The region also placed 7th in the DLT regional rankings beating the Volta, Central and the Northern regions.
The DLT is an initiative of the Centre for Democratic Development (CDD – Ghana) and the United Nation’s Children Fund (UNICEF – Ghana) in collaboration with the Ministry of Local Government and Rural Development.
Ms Mavis Zupork Dome, Research officer at CDD – Ghana, said generally, the country scored 56 per cent in terms of development services delivery.
She noted that 98 districts had improved their performance in the DLT since the last assessment a year ago.
The CDD research officer appealed to the districts to take the results seriously and try to work on them in order to improve on the areas that they performed poorly.
Afua Gyapomaa, a Social Policy Assistant of UNICEF, said the DLT ranked the districts in terms of their delivery across six key public sectors: Health, Governance, Education, Security, Sanitation and Rural Water Coverage.
She said the objective was to increase social accountability, support the Government of Ghana in local development, improve responsiveness, encourage dialogue and feedback and increase transparency of information.

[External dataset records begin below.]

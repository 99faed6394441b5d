//! Default configuration generation command

use std::path::Path;

use colored::Colorize;
use widget_fs::WidgetDir;
use widget_schema::generate_widget_configuration;

use crate::error::Result;

/// Generate `config.json` from the defaults in `schema.json`.
///
/// With `print` the configuration goes to stdout and nothing is written.
pub fn run_generate_config(path: &Path, print: bool) -> Result<()> {
    let dir = WidgetDir::new(path);
    let schema = dir.load_schema()?;
    let configuration = generate_widget_configuration(&schema);

    if print {
        println!("{}", serde_json::to_string_pretty(&configuration)?);
        return Ok(());
    }

    let written = dir.write_configuration(&configuration)?;
    println!(
        "{} Wrote {} settings to {}",
        "OK".green().bold(),
        configuration.len(),
        written.display()
    );
    Ok(())
}
//! Widget schema definition - loaded from a widget's `schema.json`
//!
//! The schema is a list of elements. Each element is a tab of labelled
//! sections, a repeatable array block, or a group of hidden settings.
//!
//! # Example JSON
//!
//! ```json
//! [
//!   {
//!     "type": "tab",
//!     "label": "Content",
//!     "sections": [
//!       {
//!         "label": "Heading",
//!         "settings": [
//!           { "type": "input", "id": "heading", "default": "Welcome" }
//!         ]
//!       }
//!     ]
//!   },
//!   {
//!     "type": "array",
//!     "id": "slides",
//!     "label": "Slides",
//!     "entryLabel": "Slide",
//!     "defaultCount": 3,
//!     "schema": [{ "type": "tab", "label": "Slide", "sections": [] }]
//!   },
//!   {
//!     "type": "hidden",
//!     "settings": [{ "id": "version", "default": 2 }]
//!   }
//! ]
//! ```

use std::fmt;

use serde::de::{MapAccess, Visitor};
use serde::ser::SerializeMap;
use serde::{Deserialize, Deserializer, Serialize, Serializer};
use serde_json::Value;

use crate::{Error, Result};

/// Parse the contents of a `schema.json` file.
pub fn parse_schema(content: &str) -> Result<Vec<SchemaElement>> {
    serde_json::from_str(content).map_err(|source| Error::InvalidSchema { source })
}

/// One node of the widget's configuration tree.
#[derive(Debug, Clone, PartialEq, Deserialize, Serialize)]
#[serde(tag = "type", rename_all = "lowercase")]
pub enum SchemaElement {
    /// A tab of labelled sections shown in the page builder
    Tab(TabSchemaElement),
    /// A repeatable block such as a carousel slide
    Array(ArraySchemaElement),
    /// Settings that are configured but never shown to the user
    Hidden(HiddenSchemaElement),
}

impl SchemaElement {
    /// The `type` discriminant as written in the schema.
    pub fn kind(&self) -> &'static str {
        match self {
            Self::Tab(_) => "tab",
            Self::Array(_) => "array",
            Self::Hidden(_) => "hidden",
        }
    }
}

#[derive(Debug, Clone, PartialEq, Default, Deserialize, Serialize)]
pub struct TabSchemaElement {
    #[serde(default)]
    pub label: String,
    #[serde(default)]
    pub sections: Vec<SchemaSection>,
}

/// A repeatable block of settings.
///
/// The inner `schema` holds tabs and nested arrays. A hidden group inside an
/// array is accepted and resolved like a tab.
#[derive(Debug, Clone, PartialEq, Default, Deserialize, Serialize)]
#[serde(rename_all = "camelCase")]
pub struct ArraySchemaElement {
    pub id: String,
    #[serde(default)]
    pub label: String,
    #[serde(default)]
    pub entry_label: String,
    /// Number of entries generated by default
    #[serde(default, skip_serializing_if = "Option::is_none")]
    pub default_count: Option<i64>,
    /// Thumbnail descriptor used by the page builder, passed through untouched
    #[serde(default, skip_serializing_if = "Option::is_none")]
    pub thumbnail: Option<Value>,
    #[serde(default)]
    pub schema: Vec<SchemaElement>,
}

impl ArraySchemaElement {
    /// How many template copies the default configuration holds.
    ///
    /// Unset, zero and negative counts all produce a single entry.
    pub fn entry_count(&self) -> usize {
        self.default_count
            .and_then(|count| usize::try_from(count).ok())
            .filter(|count| *count > 0)
            .unwrap_or(1)
    }
}

#[derive(Debug, Clone, PartialEq, Default, Deserialize, Serialize)]
pub struct HiddenSchemaElement {
    #[serde(default)]
    pub settings: Vec<Setting>,
}

/// A labelled group of settings inside a tab.
#[derive(Debug, Clone, PartialEq, Default, Deserialize, Serialize)]
pub struct SchemaSection {
    #[serde(default, skip_serializing_if = "Option::is_none")]
    pub label: Option<String>,
    #[serde(default)]
    pub settings: Vec<Setting>,
}

/// A single configurable field.
#[derive(Debug, Clone, PartialEq, Default, Deserialize, Serialize)]
#[serde(rename_all = "camelCase")]
pub struct Setting {
    pub id: String,
    #[serde(default, skip_serializing_if = "Option::is_none")]
    pub label: Option<String>,
    /// Editor type (e.g. `input`, `select`, `color`)
    #[serde(default, rename = "type", skip_serializing_if = "Option::is_none")]
    pub setting_type: Option<String>,
    #[serde(default, skip_serializing_if = "Option::is_none")]
    pub default: Option<Value>,
    #[serde(default, skip_serializing_if = "Option::is_none")]
    pub type_meta: Option<SettingTypeMeta>,
    /// Visibility rule for editors; ignored when resolving defaults
    #[serde(default, skip_serializing_if = "Option::is_none")]
    pub conditional: Option<SettingCondition>,
}

#[derive(Debug, Clone, PartialEq, Default, Deserialize, Serialize)]
pub struct SettingCondition {
    #[serde(default)]
    pub key: String,
    #[serde(default)]
    pub operator: String,
    #[serde(default)]
    pub value: Value,
}

/// Structured metadata attached to a setting's type.
///
/// Every field is independent; a setting may carry any combination.
#[derive(Debug, Clone, PartialEq, Default, Deserialize, Serialize)]
#[serde(rename_all = "camelCase")]
pub struct SettingTypeMeta {
    #[serde(default, skip_serializing_if = "Option::is_none")]
    pub conditional_settings: Option<Vec<ConditionalSettingsValue>>,
    #[serde(default, skip_serializing_if = "Option::is_none")]
    pub controls: Option<Controls>,
    #[serde(default, skip_serializing_if = "Option::is_none")]
    pub reg_ex_patterns: Option<Vec<RegExPattern>>,
}

/// A set of nested settings shown when the parent setting equals `condition`.
#[derive(Debug, Clone, PartialEq, Default, Deserialize, Serialize)]
pub struct ConditionalSettingsValue {
    #[serde(default)]
    pub condition: Value,
    #[serde(default)]
    pub settings: Vec<Setting>,
}

/// One named entry of a control group.
#[derive(Debug, Clone, PartialEq, Deserialize, Serialize)]
#[serde(untagged)]
pub enum ControlDescriptor {
    /// Nested settings whose defaults are flattened into the group
    Settings { settings: Vec<Setting> },
    /// A direct value stored under the control's own name
    Default {
        #[serde(default, skip_serializing_if = "Option::is_none")]
        default: Option<Value>,
    },
}

/// Named control descriptors, kept in document order.
#[derive(Debug, Clone, PartialEq, Default)]
pub struct Controls(pub Vec<(String, ControlDescriptor)>);

impl Controls {
    pub fn iter(&self) -> impl Iterator<Item = (&str, &ControlDescriptor)> {
        self.0.iter().map(|(name, descriptor)| (name.as_str(), descriptor))
    }
}

impl<'de> Deserialize<'de> for Controls {
    fn deserialize<D: Deserializer<'de>>(deserializer: D) -> std::result::Result<Self, D::Error> {
        struct ControlsVisitor;

        impl<'de> Visitor<'de> for ControlsVisitor {
            type Value = Controls;

            fn expecting(&self, f: &mut fmt::Formatter<'_>) -> fmt::Result {
                f.write_str("a map of control names to control descriptors")
            }

            fn visit_map<A: MapAccess<'de>>(
                self,
                mut access: A,
            ) -> std::result::Result<Self::Value, A::Error> {
                let mut entries = Vec::with_capacity(access.size_hint().unwrap_or(0));
                while let Some((name, descriptor)) = access.next_entry()? {
                    entries.push((name, descriptor));
                }
                Ok(Controls(entries))
            }
        }

        deserializer.deserialize_map(ControlsVisitor)
    }
}

impl Serialize for Controls {
    fn serialize<S: Serializer>(&self, serializer: S) -> std::result::Result<S::Ok, S::Error> {
        let mut map = serializer.serialize_map(Some(self.0.len()))?;
        for (name, descriptor) in &self.0 {
            map.serialize_entry(name, descriptor)?;
        }
        map.end()
    }
}

/// A regular expression that derives a named part from a setting's value.
#[derive(Debug, Clone, PartialEq, Deserialize, Serialize)]
#[serde(rename_all = "camelCase")]
pub struct RegExPattern {
    pub config_key: String,
    /// Capture group to extract; the whole match when unset
    #[serde(default, skip_serializing_if = "Option::is_none")]
    pub match_index: Option<usize>,
    pub pattern: String,
}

Mr Mutaru Mumin, the Programme officer at CDD – Ghana, explained that the purpose of the DLT results was not for anyone to pass judgment on any district but rather it was meant for people to know how the districts performed in terms of the indicators.
He advised people against using the DLT results to attack the assemblies but to rather use it to either find support for the assembly or to offer help themselves to address the issues.
Mr. Issahaku Nuhu Putiaha, Wa Municipal Chief Executive (MCE), appealed to the originators of the DLT to endeavour to engage the assemblies in a dialogue to enable them to understand why they performed poorly in some of the indicators so they could work towards addressing those issues.